The Key Differences Between Mirrorless and DSLR Cameras
This article originally appeared on Gizmodo, view the article here.
If you’re new to the world of cameras outside of the one attached to your smartphone, knowing your way around can be tricky. Assuming you really wanna set a standalone camera apart from the aforementioned smartphone, you might be looking at DSLR and mirrorless models but are not sure of the differences.
While both have their pros and cons, the one you choose will ultimately come down to what you want out of a camera. Below are some of the key difference between mirrorless and DSLR cameras.
Viewfinder and autofocus
DSLR — or Digital Single-Lens Reflex — cameras use a complex series of mirrors to direct light from the lens to the viewfinder, giving you a real-time preview to frame your shot. When snapping a picture, the mirror flips up, allowing the light to hit the image processor and capture the photo. The system also directs light into the DSLR’s dedicated autofocus sensor.
A mirrorless camera, as the name suggests, does away with the mirrors and instead directs light from the lens directly onto an imaging sensor, generating a digital preview of the image on the camera’s display. Many will also simulate an analogue viewfinder digitally. From a technical standpoint, this is one of the biggest differences between the two types of camera.
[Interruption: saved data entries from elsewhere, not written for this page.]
//! A paragraph: content, open-element styles and layout progress.

use std::fmt;

use paragraph_common::{LogLevel, Result, para_log};
use paragraph_content::{ContentId, ContentModel, ContentParams, InsertAt, StyleStack};

use crate::client::{LineSink, ParagraphClient};
use crate::context::Context;
use crate::line::{BreakerState, LineBreaker, LineOutcome};
use crate::segment::BreakTable;
use crate::width::{self, MinMaxWidth};

/// Content model type of a paragraph over client `C`.
pub type ParagraphContent<C> = ContentModel<
    <C as ParagraphClient>::Style,
    <C as ParagraphClient>::Text,
    <C as ParagraphClient>::Handle,
>;

/// Insertion parameters for a paragraph over client `C`.
pub type Params<'a, C> = ContentParams<
    'a,
    <C as ParagraphClient>::Style,
    <C as ParagraphClient>::Text,
    <C as ParagraphClient>::Handle,
>;

/// One paragraph of inline content.
///
/// Built by inserting content, queried for its shrink-to-fit widths and
/// laid out one line per [`Paragraph::layout_next_line`] call. Any content
/// change rewinds layout to the first line.
///
/// Dropping the paragraph releases one style reference per entry and one
/// per style stack frame.
pub struct Paragraph<'ctx, C: ParagraphClient> {
    ctx: &'ctx Context<C>,
    owner: C::Handle,
    content: ParagraphContent<C>,
    styles: StyleStack<C::Style>,
    breaks: BreakTable,
    widths: Option<(u64, MinMaxWidth)>,
    breaker: LineBreaker,
}

impl<'ctx, C: ParagraphClient> Paragraph<'ctx, C> {
    /// Create an empty paragraph whose container style is `container_style`.
    #[must_use]
    pub fn new(ctx: &'ctx Context<C>, owner: C::Handle, container_style: &C::Style) -> Self {
        para_log!(ctx.log(), LogLevel::Debug, "paragraph created");
        Self {
            ctx,
            owner,
            content: ContentModel::new(),
            styles: StyleStack::new(container_style),
            breaks: BreakTable::default(),
            widths: None,
            breaker: LineBreaker::default(),
        }
    }

    /// The context this paragraph was created in.
    #[must_use]
    pub const fn context(&self) -> &'ctx Context<C> {
        self.ctx
    }

    /// The client handle of the element owning this paragraph.
    #[must_use]
    pub const fn owner(&self) -> &C::Handle {
        &self.owner
    }

    /// The content in sequence order.
    #[must_use]
    pub const fn content(&self) -> &ParagraphContent<C> {
        &self.content
    }

    /// All resolved text in sequence order.
    ///
    /// # Errors
    ///
    /// Returns [`ParagraphError::OutOfMemory`](paragraph_common::ParagraphError::OutOfMemory)
    /// if the text buffer cannot grow.
    pub fn aggregate_text(&mut self) -> Result<&str> {
        self.content.aggregate_text()
    }

    /// The style new text would be set in.
    #[must_use]
    pub fn current_style(&self) -> &C::Style {
        self.styles.current()
    }

    /// Number of style stack frames, the container frame included.
    #[must_use]
    pub fn style_depth(&self) -> usize {
        self.styles.depth()
    }

    /// Where line layout stands.
    #[must_use]
    pub const fn layout_state(&self) -> BreakerState {
        self.breaker.state()
    }

    /// Insert content at `at`.
    ///
    /// Text is resolved through [`ParagraphClient::text_get`] immediately.
    ///
    /// # Errors
    ///
    /// - [`ParagraphError::BadParam`](paragraph_common::ParagraphError::BadParam)
    ///   for a stale anchor or an inline end with no open inline start.
    /// - [`ParagraphError::OutOfMemory`](paragraph_common::ParagraphError::OutOfMemory)
    ///   if storage cannot grow.
    /// - Any error from text retrieval.
    pub fn insert(&mut self, params: Params<'_, C>, at: InsertAt) -> Result<ContentId> {
        let kind = params.kind();
        let client = self.ctx.client();
        let inserted = self
            .content
            .insert(&mut self.styles, params, at, |text| client.text_get(text));
        match &inserted {
            Ok(id) => {
                para_log!(self.ctx.log(), LogLevel::Debug, "inserted {kind} as {id:?}");
                self.content_changed();
            }
            Err(err) => {
                para_log!(self.ctx.log(), LogLevel::Notice, "insert {kind} failed: {err}");
            }
        }
        inserted
    }

    /// Append a text run in the current style.
    ///
    /// # Errors
    ///
    /// As for [`Paragraph::insert`].
    pub fn add_text(&mut self, text: C::Text, handle: C::Handle) -> Result<ContentId> {
        self.insert(Params::<C>::Text { text, handle }, InsertAt::End)
    }

    /// Append a floated box.
    ///
    /// # Errors
    ///
    /// As for [`Paragraph::insert`].
    pub fn add_float(&mut self, style: &C::Style, handle: C::Handle) -> Result<ContentId> {
        self.insert(Params::<C>::Float { style, handle }, InsertAt::End)
    }

    /// Append a replaced box of `width` × `height` pixels.
    ///
    /// # Errors
    ///
    /// As for [`Paragraph::insert`].
    pub fn add_replaced(
        &mut self,
        width: u32,
        height: u32,
        style: &C::Style,
        handle: C::Handle,
    ) -> Result<ContentId> {
        let params = Params::<C>::Replaced {
            width,
            height,
            style,
            handle,
        };
        self.insert(params, InsertAt::End)
    }

    /// Open a nested inline element styled by `style`.
    ///
    /// # Errors
    ///
    /// As for [`Paragraph::insert`].
    pub fn add_inline_start(&mut self, style: &C::Style, handle: C::Handle) -> Result<ContentId> {
        self.insert(Params::<C>::InlineStart { style, handle }, InsertAt::End)
    }

    /// Close the innermost open inline element.
    ///
    /// # Errors
    ///
    /// As for [`Paragraph::insert`].
    pub fn add_inline_end(&mut self, handle: C::Handle) -> Result<ContentId> {
        self.insert(Params::<C>::InlineEnd { handle }, InsertAt::End)
    }

    /// Remove one entry.
    ///
    /// # Errors
    ///
    /// Returns [`ParagraphError::BadParam`](paragraph_common::ParagraphError::BadParam)
    /// if `id` is not live.
    pub fn remove(&mut self, id: ContentId) -> Result<()> {
        self.content.remove(id)?;
        self.content_changed();
        Ok(())
    }

    /// Remove all content and close every open inline element.
    pub fn clear(&mut self) {
        self.content.clear();
        self.styles.unwind();
        self.content_changed();
    }

    /// Minimum and maximum preferred widths, recomputed only after content
    /// changes.
    ///
    /// # Errors
    ///
    /// Any measurement error, or
    /// [`ParagraphError::OutOfMemory`](paragraph_common::ParagraphError::OutOfMemory).
    pub fn min_max_width(&mut self) -> Result<MinMaxWidth> {
        let revision = self.content.revision();
        if let Some((_, widths)) = self.widths.filter(|(cached, _)| *cached == revision) {
            return Ok(widths);
        }
        self.breaks.refresh(&mut self.content)?;
        let widths = width::min_max_width(self.ctx.client(), &self.content, &self.breaks)?;
        para_log!(
            self.ctx.log(),
            LogLevel::Debug,
            "min width {}px, max width {}px",
            widths.min,
            widths.max
        );
        self.widths = Some((revision, widths));
        Ok(widths)
    }

    /// Minimum preferred width.
    ///
    /// # Errors
    ///
    /// As for [`Paragraph::min_max_width`].
    pub fn min_width(&mut self) -> Result<u32> {
        self.min_max_width().map(|widths| widths.min)
    }

    /// Maximum preferred width.
    ///
    /// # Errors
    ///
    /// As for [`Paragraph::min_max_width`].
    pub fn max_width(&mut self) -> Result<u32> {
        self.min_max_width().map(|widths| widths.max)
    }

    /// Lay out the next line in `available_width` pixels.
    ///
    /// Returns [`LineStatus::EndOfLine`](crate::LineStatus::EndOfLine) while
    /// content remains. Once exhausted, every further call succeeds with
    /// [`LineStatus::Done`](crate::LineStatus::Done), zero height and no
    /// sink calls.
    ///
    /// # Errors
    ///
    /// Any measurement or sink error, unchanged. The paragraph then resumes
    /// from the same line on the next call.
    pub fn layout_next_line<K>(
        &mut self,
        available_width: u32,
        sink: &mut K,
    ) -> Result<LineOutcome>
    where
        K: LineSink<C::Style, C::Handle> + ?Sized,
    {
        self.breaks.refresh(&mut self.content)?;
        self.breaker
            .layout_line(self.ctx, &self.content, &self.breaks, available_width, sink)
    }

    /// Rewind line layout to the first line, keeping the content.
    pub fn reset_layout(&mut self) {
        self.breaker.reset();
    }

    fn content_changed(&mut self) {
        self.breaker.reset();
    }
}

impl<C: ParagraphClient> fmt::Debug for Paragraph<'_, C> {
    fn fmt(&self, f: &mut fmt::Formatter<'_>) -> fmt::Result {
        f.debug_struct("Paragraph")
            .field("entries", &self.content.len())
            .field("text_len", &self.content.text_len())
            .field("style_depth", &self.styles.depth())
            .field("layout_state", &self.breaker.state())
            .finish_non_exhaustive()
    }
}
When it comes to how they perform, some will point to DSLR cameras as having better autofocus features and less viewfinder delay, but it’s fairly negligible in current models, with the gap continuing to close with each new mirrorless release.
The same can be said about mirrorless autofocus, as the feature is constantly improving. The Nikon Z 6II, for example, sporting a 273-point hybrid autofocus system with enhanced eye and animal detection for both video and still photos.
Size and weight
Because DSLR cameras need to house a mirror system and its associated moving parts, they tend to be bulkier and heavier compared to mirrorless systems, which have a comparitively simpler construction.
If portability is a concern, you’ll be able to fit more into your camera bag with a mirrorless setup. On the other hand, smaller cameras handle differently, particularly when large lenses are attached. Consider what’s important to you and you’re sure to find a solution among the plethora of options available.
The Nikon Z 7II presents a mirrorless middle ground when it comes to being lightweight while still catering those looking for an ergonomic design and weather sealing.
Without having to mechanically flip up a mirror when shooting, mirrorless cameras tend to have a speed advantage over DSLRs. This allows for fast, continuous shooting and various high-speed features like those on the Z 6II, which can capture a burst of 14 still shots in 1 second.
The Z 7II goes a step further, with a 45.7 megapixel BSI sensor capable of continuous shooting at 10 frames per second for up to 77 shots.
Battery life and lenses
While it’s fair to argue that DSLRs generally win in the battery life department, this is only really applicable if the DSLR doesn’t have an LCD display or it’s not in use. If both are using a display it becomes a fairer fight, but if both had them switched off, the mirrorless would still need to power the digital viewfinder.
Having interchangeable batteries makes this less of a problem than it seems and on average, a single charge can still get you around 300 shots on a mirrorless camera. An entry-level DSLR can get you around 400.
When it comes to lenses, DSLR cameras have a wider variety to choose from but like many other points of comparison, this one is continuing to narrow as more mirrorless varieties are introduced into the market.
At the end of the day what you choose will depend on what you’re after in a camera. Most comparisons will tell you that the market is heading towards mirrorless, so if you’re looking for something compact, suitable for both stills and video and affordable, it’s probably the direction you’ll head in, as well.